Source information »
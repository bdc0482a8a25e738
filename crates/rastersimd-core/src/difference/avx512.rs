//! AVX-512 absolute difference kernels.
//!
//! Mask comparisons produce predicate registers directly, which then drive
//! zero-masked loads, so unselected pixels contribute `|0 - 0|`.

// SAFETY: `index as i8` reinterprets the mask byte for the signed broadcast.
#![allow(clippy::cast_possible_wrap)]

use std::arch::x86_64::*;

use crate::memory::align_lo;
use crate::simd::tail::tail_mask_64;
use crate::simd::x86_avx512::{extract_u64_sum, load_masked_u8, load_si512, A};
use crate::view::Raster;

/// Selector for [`abs_difference_sum_body`].
#[target_feature(enable = "avx512f,avx512bw")]
pub(crate) unsafe fn abs_difference_sum(a: &Raster<'_, u8>, b: &Raster<'_, u8>) -> u64 {
    if a.is_aligned(A) && b.is_aligned(A) {
        abs_difference_sum_body::<true>(a, b)
    } else {
        abs_difference_sum_body::<false>(a, b)
    }
}

#[target_feature(enable = "avx512f,avx512bw")]
#[inline]
unsafe fn abs_difference_sum_body<const ALIGN: bool>(a: &Raster<'_, u8>, b: &Raster<'_, u8>) -> u64 {
    let width = a.width();
    let body = align_lo(width, A);
    let tail = tail_mask_64(width - body);
    let mut sum = _mm512_setzero_si512();
    for y in 0..a.height() {
        let (row_a, row_b) = (a.row(y).as_ptr(), b.row(y).as_ptr());
        let mut col = 0;
        while col < body {
            let va = load_si512::<ALIGN, _>(row_a.add(col));
            let vb = load_si512::<ALIGN, _>(row_b.add(col));
            sum = _mm512_add_epi64(sum, _mm512_sad_epu8(va, vb));
            col += A;
        }
        if body != width {
            let va = load_masked_u8(row_a.add(body), tail);
            let vb = load_masked_u8(row_b.add(body), tail);
            sum = _mm512_add_epi64(sum, _mm512_sad_epu8(va, vb));
        }
    }
    extract_u64_sum(sum)
}

/// Selector for [`abs_difference_sum_masked_body`].
#[target_feature(enable = "avx512f,avx512bw")]
pub(crate) unsafe fn abs_difference_sum_masked(
    a: &Raster<'_, u8>,
    b: &Raster<'_, u8>,
    mask: &Raster<'_, u8>,
    index: u8,
) -> u64 {
    if a.is_aligned(A) && b.is_aligned(A) && mask.is_aligned(A) {
        abs_difference_sum_masked_body::<true>(a, b, mask, index)
    } else {
        abs_difference_sum_masked_body::<false>(a, b, mask, index)
    }
}

#[target_feature(enable = "avx512f,avx512bw")]
#[inline]
unsafe fn abs_difference_sum_masked_body<const ALIGN: bool>(
    a: &Raster<'_, u8>,
    b: &Raster<'_, u8>,
    mask: &Raster<'_, u8>,
    index: u8,
) -> u64 {
    let width = a.width();
    let body = align_lo(width, A);
    let tail = tail_mask_64(width - body);
    let index = _mm512_set1_epi8(index as i8);
    let mut sum = _mm512_setzero_si512();
    for y in 0..a.height() {
        let (row_a, row_b) = (a.row(y).as_ptr(), b.row(y).as_ptr());
        let row_mask = mask.row(y).as_ptr();
        let mut col = 0;
        while col < body {
            let select = _mm512_cmpeq_epi8_mask(load_si512::<ALIGN, _>(row_mask.add(col)), index);
            let va = load_masked_u8(row_a.add(col), select);
            let vb = load_masked_u8(row_b.add(col), select);
            sum = _mm512_add_epi64(sum, _mm512_sad_epu8(va, vb));
            col += A;
        }
        if body != width {
            let select = _mm512_cmpeq_epi8_mask(load_masked_u8(row_mask.add(body), tail), index) & tail;
            let va = load_masked_u8(row_a.add(body), select);
            let vb = load_masked_u8(row_b.add(body), select);
            sum = _mm512_add_epi64(sum, _mm512_sad_epu8(va, vb));
        }
    }
    extract_u64_sum(sum)
}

What you will do » Output every entry again, exactly as given.

Output of the exercise »
repository bdc0482a8a25e738
filename crates/rastersimd-core/src/difference/avx512.rs
//! AVX-512 absolute difference kernels.
//!
//! Mask comparisons produce predicate registers directly, which then drive
//! zero-masked loads, so unselected pixels contribute `|0 - 0|`.

// SAFETY: `index as i8` reinterprets the mask byte for the signed broadcast.
#![allow(clippy::cast_possible_wrap)]

use std::arch::x86_64::*;

use crate::memory::align_lo;
use crate::simd::tail::tail_mask_64;
use crate::simd::x86_avx512::{extract_u64_sum, load_masked_u8, load_si512, A};
use crate::view::Raster;

/// Selector for [`abs_difference_sum_body`].
#[target_feature(enable = "avx512f,avx512bw")]
pub(crate) unsafe fn abs_difference_sum(a: &Raster<'_, u8>, b: &Raster<'_, u8>) -> u64 {
    if a.is_aligned(A) && b.is_aligned(A) {
        abs_difference_sum_body::<true>(a, b)
    } else {
        abs_difference_sum_body::<false>(a, b)
    }
}

#[target_feature(enable = "avx512f,avx512bw")]
#[inline]
unsafe fn abs_difference_sum_body<const ALIGN: bool>(a: &Raster<'_, u8>, b: &Raster<'_, u8>) -> u64 {
    let width = a.width();
    let body = align_lo(width, A);
    let tail = tail_mask_64(width - body);
    let mut sum = _mm512_setzero_si512();
    for y in 0..a.height() {
        let (row_a, row_b) = (a.row(y).as_ptr(), b.row(y).as_ptr());
        let mut col = 0;
        while col < body {
            let va = load_si512::<ALIGN, _>(row_a.add(col));
            let vb = load_si512::<ALIGN, _>(row_b.add(col));
            sum = _mm512_add_epi64(sum, _mm512_sad_epu8(va, vb));
            col += A;
        }
        if body != width {
            let va = load_masked_u8(row_a.add(body), tail);
            let vb = load_masked_u8(row_b.add(body), tail);
            sum = _mm512_add_epi64(sum, _mm512_sad_epu8(va, vb));
        }
    }
    extract_u64_sum(sum)
}

/// Selector for [`abs_difference_sum_masked_body`].
#[target_feature(enable = "avx512f,avx512bw")]
pub(crate) unsafe fn abs_difference_sum_masked(
    a: &Raster<'_, u8>,
    b: &Raster<'_, u8>,
    mask: &Raster<'_, u8>,
    index: u8,
) -> u64 {
    if a.is_aligned(A) && b.is_aligned(A) && mask.is_aligned(A) {
        abs_difference_sum_masked_body::<true>(a, b, mask, index)
    } else {
        abs_difference_sum_masked_body::<false>(a, b, mask, index)
    }
}

#[target_feature(enable = "avx512f,avx512bw")]
#[inline]
unsafe fn abs_difference_sum_masked_body<const ALIGN: bool>(
    a: &Raster<'_, u8>,
    b: &Raster<'_, u8>,
    mask: &Raster<'_, u8>,
    index: u8,
) -> u64 {
    let width = a.width();
    let body = align_lo(width, A);
    let tail = tail_mask_64(width - body);
    let index = _mm512_set1_epi8(index as i8);
    let mut sum = _mm512_setzero_si512();
    for y in 0..a.height() {
        let (row_a, row_b) = (a.row(y).as_ptr(), b.row(y).as_ptr());
        let row_mask = mask.row(y).as_ptr();
        let mut col = 0;
        while col < body {
            let select = _mm512_cmpeq_epi8_mask(load_si512::<ALIGN, _>(row_mask.add(col)), index);
            let va = load_masked_u8(row_a.add(col), select);
            let vb = load_masked_u8(row_b.add(col), select);
            sum = _mm512_add_epi64(sum, _mm512_sad_epu8(va, vb));
            col += A;
        }
        if body != width {
            let select = _mm512_cmpeq_epi8_mask(load_masked_u8(row_mask.add(body), tail), index) & tail;
            let va = load_masked_u8(row_a.add(body), select);
            let vb = load_masked_u8(row_b.add(body), select);
            sum = _mm512_add_epi64(sum, _mm512_sad_epu8(va, vb));
        }
    }
    extract_u64_sum(sum)
}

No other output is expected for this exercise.